The preferred method to treat anogenital warts during pregnancy is the surgical treatment, that consists of electrocautery excision, curettage, scalp excision under general or local anaesthesia, cryotherapy, and using a CO2 laser. Cryotherapy is considered the first line of treatment; it uses nitrous oxide or liquid nitrogen directly on the lesions. Small lesions can be treated during pregnancy with trichloroacetic acid (TCA) applied sparingly, with limited efficacy(10,19).
Podofilox® (podophyllotoxin) and sinecatechins are topical treatment options that should not be used during pregnancy. Podophyllotoxin is an antimitotic drug, toxic to the mother, but also teratogenic; it can cause malformations of the ear, heart and extremities of the fetus. Despite the low risk of teratogenicity, the use of imiquimod should be avoided, as the current data are insufficient.
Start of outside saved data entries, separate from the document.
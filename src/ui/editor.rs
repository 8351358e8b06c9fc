//! Multi-line text buffer backing the article input area
//!
//! Holds the input text and a cursor. The cursor is a byte offset that
//! always sits on a char boundary.

use unicode_width::UnicodeWidthStr;

/// Editable text with a cursor
#[derive(Debug, Default, Clone, PartialEq, Eq)]
pub struct TextEditor {
    text: String,
    cursor: usize,
}

impl TextEditor {
    /// Create an empty editor
    pub fn new() -> Self {
        Self::default()
    }

    /// Create an editor holding `text` with the cursor at the end
    pub fn with_text(text: impl Into<String>) -> Self {
        let mut editor = Self::new();
        editor.set_text(text);
        editor
    }

    /// Current contents
    pub fn text(&self) -> &str {
        &self.text
    }

    /// Byte offset of the cursor
    pub fn cursor(&self) -> usize {
        self.cursor
    }

    /// Replace the contents, moving the cursor to the end
    pub fn set_text(&mut self, text: impl Into<String>) {
        self.text = normalize_newlines(&text.into());
        self.cursor = self.text.len();
    }

    /// Remove all text
    pub fn clear(&mut self) {
        self.text.clear();
        self.cursor = 0;
    }

    pub fn is_empty(&self) -> bool {
        self.text.is_empty()
    }

    /// Insert a single character at the cursor
    pub fn insert_char(&mut self, c: char) {
        self.text.insert(self.cursor, c);
        self.cursor += c.len_utf8();
    }

    /// Insert a string at the cursor (used for pastes)
    pub fn insert_str(&mut self, s: &str) {
        let s = normalize_newlines(s);
        self.text.insert_str(self.cursor, &s);
        self.cursor += s.len();
    }

    /// Delete the character before the cursor
    pub fn backspace(&mut self) {
        if let Some(prev) = self.prev_boundary() {
            self.text.replace_range(prev..self.cursor, "");
            self.cursor = prev;
        }
    }

    /// Delete the character under the cursor
    pub fn delete(&mut self) {
        if let Some(next) = self.next_boundary() {
            self.text.replace_range(self.cursor..next, "");
        }
    }

    pub fn move_left(&mut self) {
        if let Some(prev) = self.prev_boundary() {
            self.cursor = prev;
        }
    }

    pub fn move_right(&mut self) {
        if let Some(next) = self.next_boundary() {
            self.cursor = next;
        }
    }

    /// Move to the start of the current line
    pub fn move_home(&mut self) {
        self.cursor = self.line_start(self.cursor);
    }

    /// Move to the end of the current line
    pub fn move_end(&mut self) {
        self.cursor = self.line_end(self.cursor);
    }

    /// Move up one line, keeping the column where possible
    pub fn move_up(&mut self) {
        let start = self.line_start(self.cursor);
        if start == 0 {
            self.cursor = 0;
            return;
        }
        let column = self.text[start..self.cursor].chars().count();
        let prev_start = self.line_start(start - 1);
        self.cursor = self.offset_in_line(prev_start, column);
    }

    /// Move down one line, keeping the column where possible
    pub fn move_down(&mut self) {
        let end = self.line_end(self.cursor);
        if end == self.text.len() {
            self.cursor = end;
            return;
        }
        let column = self.text[self.line_start(self.cursor)..self.cursor]
            .chars()
            .count();
        self.cursor = self.offset_in_line(end + 1, column);
    }

    /// Cursor position as (row, display column), for placing the
    /// terminal cursor. Wide glyphs count as two columns.
    pub fn cursor_position(&self) -> (usize, usize) {
        let before = &self.text[..self.cursor];
        let row = before.matches('\n').count();
        let col = before[self.line_start(self.cursor)..].width();
        (row, col)
    }

    /// Number of lines (an empty buffer has one line)
    pub fn line_count(&self) -> usize {
        self.text.split('\n').count()
    }

    fn prev_boundary(&self) -> Option<usize> {
        self.text[..self.cursor]
            .char_indices()
            .next_back()
            .map(|(i, _)| i)
    }

    fn next_boundary(&self) -> Option<usize> {
        self.text[self.cursor..]
            .chars()
            .next()
            .map(|c| self.cursor + c.len_utf8())
    }

    fn line_start(&self, offset: usize) -> usize {
        self.text[..offset].rfind('\n').map_or(0, |i| i + 1)
    }

    fn line_end(&self, offset: usize) -> usize {
        self.text[offset..]
            .find('\n')
            .map_or(self.text.len(), |i| offset + i)
    }

    fn offset_in_line(&self, line_start: usize, column: usize) -> usize {
        let line_end = self.line_end(line_start);
        self.text[line_start..line_end]
            .char_indices()
            .nth(column)
            .map_or(line_end, |(i, _)| line_start + i)
    }
}

fn normalize_newlines(s: &str) -> String {
    s.replace("\r\n", "\n").replace('\r', "\n")
}
//! Plain text export implementation.
//!
//! Mirrors the results panel of the TUI for terminal output.

use super::{Exporter, Report};
use std::io::{self, Write};

/// Width of the text score bar in characters.
const BAR_WIDTH: usize = 40;

/// Plain text exporter implementation.
pub struct TextExporter;

impl Exporter for TextExporter {
    fn export<W: Write>(&self, report: &Report, writer: &mut W) -> io::Result<()> {
        let result = &report.result;
        let icon = if result.verdict.is_reliable() { "✔" } else { "⚠" };

        writeln!(writer, "Analysis Results")?;
        writeln!(writer)?;
        writeln!(writer, "{} {}", icon, result.verdict.headline())?;
        writeln!(writer)?;
        writeln!(writer, "Credibility Score: {}", result.score_label())?;
        writeln!(writer, "[{}] {}", score_bar(result.ratio()), result.band())?;
        writeln!(writer)?;
        writeln!(writer, "Detected Issues:")?;
        for flag in &result.flags {
            writeln!(writer, "  • {}", flag)?;
        }

        Ok(())
    }
}

/// Proportional bar, e.g. `[#####-----]`
fn score_bar(ratio: f64) -> String {
    let filled = ((ratio * BAR_WIDTH as f64).round() as usize).min(BAR_WIDTH);
    format!("{}{}", "#".repeat(filled), "-".repeat(BAR_WIDTH - filled))
}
The removal of warts during pregnancy can be considered, despite the fact that the resolution might be incomplete or poor until pregnancy is complete(10,20).
Discussion
Condyloma acuminata during pregnancy poses a dilemma for the clinician; untreated it may affect the fetus, whereas the treatment options are limited due to lack of eloquent clinical trials.
Researchers have recently discovered a link between the strains of beta HPV in the oral cavity and the increased risk to develop head and neck cancer. Also, it is very important to understand if viral DNA of HPVs is pathogenic for infants or if it is only a transient infection and without the possibility to cause a real disease in the future(21).
Prevention plays a key role. Achieving high vaccination rates among young girls and implementing a programme of gender-neutral vaccination can help reduce the vertical HPV transmission and, implicitly, the incidence of juvenile recurrent respiratory papillomatosis. In Australia, the national vaccination programme started in 2007 and extended to boys in 2013(22,23), while in the 19 EU countries, the national vaccination programme was introduced from 2012(24). HPV vaccines that prevent HPV 6 and HPV 11 related anogenital warts are available in Romania from 2008 (Gardasil/Silgard® – Merck & Co., Inc., tetravalent vaccine) and from 2020 (Gardasil 9® – 9-valent vaccine). The Romanian Ministry of Health promotes a school-based immunization campaign, providing free vaccines for 10- to 11-year-old girls(25,26).